5 Replies Latest reply on Dec 9, 2016 3:47 AM by siyang.teo

    Return only aggregated table from database


      I hope I can explain myself clear on this:


      1. I have about 20 million rows of data for a day but it is aggregated to about 100,000 data points for visualization.
      2. Aggregation has to be set in Tableau as it is dynamic, e.g., aggregate by day, week, month or year. Therefore, it cannot be created as a fixed view table in the database
      3. However, Tableau is unable to load the visualization. I suspect it is because Tableau retains the underlying data of 20 million (since one can view the underlying data for an aggregation under 'View Data > Full Data').
      4. The scary thing is that I might need to query more than a day. I can't imagine pulling one month worth of data (20 mil x 30 days). However, it shouldn't be an issue if the table returning from database is always pre-aggregated to 100,000 data rows.


      So I have two questions:


      • Is my assumption correct for point 3?
      • Is it possible to set Tableau such that it passes the aggregation parameters to the database so that the database eventually only returns a table of aggregated values?


      I am using Vertica database, and Tableau 10


      Thank you!

        • 1. Re: Return only aggregated table from database
          Mahfooj Khan

          Hi Siyang,


          Why don't you create an aggregated view of your system table at database level? Then connect to tableau, it will be more efficient. You can think of like that.



          • 2. Re: Return only aggregated table from database
            Andrew Watson

            You could create a view in the database pre-aggregating for all of the time periods then doing a union to bring all of the pre-aggregated results into one view. As long as you have a column defining the level of pre-aggregation - i.e. day, week, etc, you will be able to create a parameter allowing the user to select the level of aggregation they want then feed that back into your data connection.


            For example you data could be:


            Sales     Date     Period

            100     Jan 2016     Month

            150     Feb 2016     Month

            4000     2016     Year


            And you connection in tableau:


            select sales, date

            from table

            where period = [ParameterPeriod]


            Also Vertica is supposed to be very fast to connect to so you might be surprised how quick database calls are against that - meaning no pre-aggregation is required. Worth a try.

            1 of 1 people found this helpful
            • 3. Re: Return only aggregated table from database

              Hi Andrew,


              Can I clarify that your statement on:


              select sales, date

              from table

              where period = [ParameterPeriod]

              This is to be entered in the custom SQL in Tableau right?

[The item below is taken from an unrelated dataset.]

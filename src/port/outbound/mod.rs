//! Outbound ports (driven side): interfaces implemented by outbound adapters.

pub mod source;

              Unfortunately, 20mil rows seems too much though. The query took more than 3 mins in Tableau before I can visualise. It does seem strange that the bottle-neck is coming from the query since Vertica is supposed to be very fast.


              I'm a little confused about how things work with a Tableau aggregation query too. If Vertica is processing the aggregation which is defined in Tableau, I would expect the result coming back is aggregated too. But the base table (datasource) is still the original (20mil).

              Any thoughts on this?

              • 4. Re: Return only aggregated table from database
                Andrew Watson

                Yes, entered in custom SQL. See this link Connect to a Custom SQL Query


                If Tableau is performing the aggregation it will require all data in order to be able to perform the aggregation, I expect that's why you're seeing the 20m records.

                • 5. Re: Return only aggregated table from database

                  Yes, I'm familiar with Custom SQL, just checking to be sure


                  Hmm, your 2nd part is the one which confuses me. It was stated in Tableau  documentation Create Efficient Calculations that aggregate calculations in Tableau are sent to the database for processing. So it would appear that Tableau is not the one performing the aggregation.


                  Why does it take eons to return the query back to Tableau though?